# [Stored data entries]

//! `loadplan` CLI subcommands.
//!
//! Provides `run` (execute a plan), `validate` (check a plan) and `init`
//! (generate a starter plan).

pub mod init;
pub mod run;
pub mod validate;
//! `loadplan validate` command implementation.

use anyhow::{Context, Result};
use std::path::Path;

use loadplan::loadtest::plan::TestPlan;
use loadplan::loadtest::scheduler::iterations;

/// Parse and validate a plan, then print its shape.
pub fn execute_validate(path: &Path) -> Result<()> {
    if !path.exists() {
        anyhow::bail!("Plan file not found: {}", path.display());
    }

    let plan = TestPlan::load(path)
        .with_context(|| format!("Plan '{}' is invalid", path.display()))?;

    println!("{}", describe_plan(&plan));
    eprintln!("Plan is valid.");
    Ok(())
}

fn describe_plan(plan: &TestPlan) -> String {
    let mut lines = vec![format!(
        "{} ({} thread groups, {} threads{})",
        plan.name,
        plan.thread_groups.len(),
        plan.total_threads(),
        if plan.serialize_thread_groups {
            ", serialized"
        } else {
            ""
        }
    )];
    for group in &plan.thread_groups {
        let loops = match iterations(&group.controller) {
            Some(n) => format!("{n} iterations"),
            None => "until stopped".to_string(),
        };
        lines.push(format!(
            "  {}: {} threads, ramp-up {}s, {}",
            group.name, group.threads, group.ramp_up_secs, loops
        ));
        for step in &group.controller.steps {
            lines.push(format!(
                "    {} {} {}://{}{}",
                step.name(),
                step.sampler.method,
                step.sampler.scheme,
                step.sampler.host,
                step.sampler.path
            ));
        }
    }
    lines.join("\n")
}
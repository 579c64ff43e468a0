//! Error types for the load testing engine.
//!
//! Defines [`LoadTestError`] for failures that stop a run (bad plan, unwritable
//! output) and [`SampleError`] for per-request failures that are recorded as
//! data on a sample and never abort the run.

/// Errors that prevent a load test from starting or force it to stop.
#[derive(Debug, thiserror::Error)]
pub enum LoadTestError {
    /// TOML parse failure -- the plan file contains invalid TOML syntax
    /// or does not match the expected schema.
    #[error("Failed to parse plan TOML: {source}")]
    ConfigParse {
        #[from]
        source: toml::de::Error,
    },

    /// JSON parse failure for plans stored as `.json`.
    #[error("Failed to parse plan JSON: {source}")]
    ConfigJson {
        #[from]
        source: serde_json::Error,
    },

    /// Semantic validation failure -- the plan parsed successfully but
    /// contains invalid values (e.g., zero threads, malformed URL).
    #[error("Plan validation error: {message}")]
    ConfigValidation { message: String },

    /// The plan could not be rendered to TOML or JSON.
    #[error("Failed to serialize plan: {message}")]
    ConfigSerialize { message: String },

    /// File I/O failure while reading or persisting a plan.
    #[error("Failed to access plan file '{path}': {source}")]
    ConfigIo {
        source: std::io::Error,
        path: String,
    },

    /// The result sink could not write to its output.
    #[error("Failed to write results to '{path}': {source}")]
    Sink {
        source: std::io::Error,
        path: String,
    },
}

impl LoadTestError {
    /// Shorthand for a [`LoadTestError::ConfigValidation`] error.
    pub fn validation(message: impl Into<String>) -> Self {
        Self::ConfigValidation {
            message: message.into(),
        }
    }

    /// Returns `true` for the configuration variants, which are always
    /// raised before any virtual user is scheduled.
    pub fn is_config_error(&self) -> bool {
        matches!(
            self,
            Self::ConfigParse { .. }
                | Self::ConfigJson { .. }
                | Self::ConfigValidation { .. }
                | Self::ConfigSerialize { .. }
                | Self::ConfigIo { .. }
        )
    }
}

/// Per-sample failure recorded on a [`SampleResult`](crate::loadtest::executor::SampleResult).
///
/// Each variant represents a distinct category that the metrics pipeline
/// counts and reports separately.
#[derive(Debug, thiserror::Error, Clone, PartialEq, Eq)]
pub enum SampleError {
    /// The request exceeded the configured per-request timeout.
    #[error("Request timed out")]
    Timeout,

    /// Connection-level failure (DNS resolution, TCP connect, TLS handshake).
    #[error("Connection error: {message}")]
    Connection { message: String },

    /// Any other transport failure (invalid URL after substitution, body read).
    #[error("Request error: {message}")]
    Request { message: String },

    /// The server answered with a status outside 200..=399.
    #[error("HTTP {status}")]
    Http { status: u16 },

    /// A response assertion did not hold.
    #[error("Assertion failed: {message}")]
    Assertion { message: String },
}

impl SampleError {
    /// Returns the error category as a static string for metrics classification.
    ///
    /// Categories: `"timeout"`, `"connection"`, `"request"`, `"http"`, `"assertion"`.
    pub fn error_category(&self) -> &'static str {
        match self {
            Self::Timeout => "timeout",
            Self::Connection { .. } => "connection",
            Self::Request { .. } => "request",
            Self::Http { .. } => "http",
            Self::Assertion { .. } => "assertion",
        }
    }

    /// Classify a [`reqwest::Error`] into the appropriate [`SampleError`] variant.
    pub fn classify_reqwest(err: &reqwest::Error) -> Self {
        if err.is_timeout() {
            Self::Timeout
        } else if err.is_connect() {
            Self::Connection {
                message: err.to_string(),
            }
        } else if let Some(status) = err.status() {
            Self::Http {
                status: status.as_u16(),
            }
        } else {
            Self::Request {
                message: err.to_string(),
            }
        }
    }
}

# [Work instructions]
Which lines of the entries above contain the word "thiserror"? Copy each of them.

# [Solution for this problem]
#[derive(Debug, thiserror::Error)]
#[derive(Debug, thiserror::Error, Clone, PartialEq, Eq)]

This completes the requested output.